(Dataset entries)
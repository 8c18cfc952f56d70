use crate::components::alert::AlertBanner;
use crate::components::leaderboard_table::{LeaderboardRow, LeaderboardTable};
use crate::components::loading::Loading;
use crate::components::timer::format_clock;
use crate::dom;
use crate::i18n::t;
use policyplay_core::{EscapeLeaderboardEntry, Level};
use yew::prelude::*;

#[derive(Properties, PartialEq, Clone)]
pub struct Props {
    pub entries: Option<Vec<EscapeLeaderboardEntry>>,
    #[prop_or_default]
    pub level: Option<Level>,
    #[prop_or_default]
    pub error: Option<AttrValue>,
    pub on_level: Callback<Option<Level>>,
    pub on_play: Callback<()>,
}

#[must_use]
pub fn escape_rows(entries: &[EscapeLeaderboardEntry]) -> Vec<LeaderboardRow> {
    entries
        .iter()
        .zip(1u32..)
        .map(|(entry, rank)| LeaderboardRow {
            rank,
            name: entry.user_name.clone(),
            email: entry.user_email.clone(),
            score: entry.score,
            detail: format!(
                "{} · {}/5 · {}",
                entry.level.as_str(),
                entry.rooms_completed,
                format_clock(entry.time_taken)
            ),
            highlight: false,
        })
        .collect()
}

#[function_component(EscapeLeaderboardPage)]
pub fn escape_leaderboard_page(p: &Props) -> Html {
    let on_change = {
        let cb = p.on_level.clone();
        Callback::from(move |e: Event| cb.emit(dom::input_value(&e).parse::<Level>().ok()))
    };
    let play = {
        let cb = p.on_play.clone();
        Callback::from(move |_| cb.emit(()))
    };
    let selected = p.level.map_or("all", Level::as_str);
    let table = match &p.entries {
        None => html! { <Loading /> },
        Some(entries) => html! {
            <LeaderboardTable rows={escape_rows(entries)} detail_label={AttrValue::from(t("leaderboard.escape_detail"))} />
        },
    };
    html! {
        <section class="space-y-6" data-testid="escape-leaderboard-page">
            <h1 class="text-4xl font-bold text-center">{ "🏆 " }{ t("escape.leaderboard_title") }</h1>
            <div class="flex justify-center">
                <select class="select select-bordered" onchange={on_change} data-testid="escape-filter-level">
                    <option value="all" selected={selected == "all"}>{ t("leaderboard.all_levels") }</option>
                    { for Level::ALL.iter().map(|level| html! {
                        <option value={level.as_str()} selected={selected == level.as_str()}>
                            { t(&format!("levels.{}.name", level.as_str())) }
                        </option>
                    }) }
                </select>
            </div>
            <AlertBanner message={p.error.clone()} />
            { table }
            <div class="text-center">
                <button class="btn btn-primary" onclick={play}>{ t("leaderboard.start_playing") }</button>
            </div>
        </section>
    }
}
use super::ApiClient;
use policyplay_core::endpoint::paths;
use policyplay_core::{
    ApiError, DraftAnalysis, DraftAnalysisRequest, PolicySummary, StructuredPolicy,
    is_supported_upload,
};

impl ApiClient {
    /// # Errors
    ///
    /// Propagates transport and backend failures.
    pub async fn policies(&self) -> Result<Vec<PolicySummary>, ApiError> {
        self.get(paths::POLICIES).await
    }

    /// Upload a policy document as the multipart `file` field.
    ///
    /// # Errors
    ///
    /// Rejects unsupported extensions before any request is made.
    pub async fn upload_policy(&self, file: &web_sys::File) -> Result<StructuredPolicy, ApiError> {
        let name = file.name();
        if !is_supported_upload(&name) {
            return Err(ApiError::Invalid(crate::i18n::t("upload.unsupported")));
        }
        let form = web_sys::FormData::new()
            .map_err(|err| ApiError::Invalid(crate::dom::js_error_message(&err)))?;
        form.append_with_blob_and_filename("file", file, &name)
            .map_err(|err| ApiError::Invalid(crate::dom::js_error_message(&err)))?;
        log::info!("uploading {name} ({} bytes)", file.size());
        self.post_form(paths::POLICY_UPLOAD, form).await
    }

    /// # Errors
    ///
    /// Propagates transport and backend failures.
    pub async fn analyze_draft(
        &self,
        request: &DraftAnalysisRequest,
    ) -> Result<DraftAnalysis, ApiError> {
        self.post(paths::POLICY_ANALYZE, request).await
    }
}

--

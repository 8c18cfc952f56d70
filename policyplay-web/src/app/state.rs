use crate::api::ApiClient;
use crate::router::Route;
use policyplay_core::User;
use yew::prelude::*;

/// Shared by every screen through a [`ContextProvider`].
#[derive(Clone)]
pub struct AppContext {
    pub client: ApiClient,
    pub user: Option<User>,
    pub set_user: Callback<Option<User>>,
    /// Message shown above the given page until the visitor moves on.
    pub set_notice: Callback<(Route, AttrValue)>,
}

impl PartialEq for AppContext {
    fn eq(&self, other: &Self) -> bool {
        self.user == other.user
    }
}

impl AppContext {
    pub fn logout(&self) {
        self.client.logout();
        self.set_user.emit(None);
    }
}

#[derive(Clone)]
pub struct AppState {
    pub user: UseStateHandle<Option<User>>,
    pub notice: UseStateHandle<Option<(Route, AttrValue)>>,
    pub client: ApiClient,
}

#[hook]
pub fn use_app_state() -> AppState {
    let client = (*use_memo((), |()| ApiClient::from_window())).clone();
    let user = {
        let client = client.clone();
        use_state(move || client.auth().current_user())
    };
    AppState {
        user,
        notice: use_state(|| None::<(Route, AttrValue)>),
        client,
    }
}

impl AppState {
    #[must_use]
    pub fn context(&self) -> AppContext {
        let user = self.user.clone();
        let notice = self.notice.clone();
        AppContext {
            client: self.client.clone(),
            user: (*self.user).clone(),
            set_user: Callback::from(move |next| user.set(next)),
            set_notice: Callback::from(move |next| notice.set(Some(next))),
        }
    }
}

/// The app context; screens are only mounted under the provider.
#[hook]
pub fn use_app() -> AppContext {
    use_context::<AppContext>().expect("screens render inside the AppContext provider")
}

==

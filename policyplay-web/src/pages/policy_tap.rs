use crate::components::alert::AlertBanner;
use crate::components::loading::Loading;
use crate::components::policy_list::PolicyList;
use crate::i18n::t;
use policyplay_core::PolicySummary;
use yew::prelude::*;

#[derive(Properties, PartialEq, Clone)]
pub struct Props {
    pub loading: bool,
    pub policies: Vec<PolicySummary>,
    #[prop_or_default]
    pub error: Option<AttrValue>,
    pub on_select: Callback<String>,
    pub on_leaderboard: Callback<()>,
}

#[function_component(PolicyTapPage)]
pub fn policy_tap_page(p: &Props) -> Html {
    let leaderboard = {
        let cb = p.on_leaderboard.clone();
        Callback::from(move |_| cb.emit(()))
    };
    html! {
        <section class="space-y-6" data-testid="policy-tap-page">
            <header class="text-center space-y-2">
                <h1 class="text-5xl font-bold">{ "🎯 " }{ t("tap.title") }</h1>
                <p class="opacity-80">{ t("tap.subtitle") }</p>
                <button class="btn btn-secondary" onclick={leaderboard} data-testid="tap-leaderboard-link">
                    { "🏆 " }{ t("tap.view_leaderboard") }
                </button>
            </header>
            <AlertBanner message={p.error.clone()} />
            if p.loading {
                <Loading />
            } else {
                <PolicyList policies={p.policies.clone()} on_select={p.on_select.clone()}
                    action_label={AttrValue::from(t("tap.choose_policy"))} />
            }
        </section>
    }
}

Problem to solve |
Look for the word "Some". Copy out every line of the data that has it.

Answer space |
        Some(entries) => html! {
            set_notice: Callback::from(move |next| notice.set(Some(next))),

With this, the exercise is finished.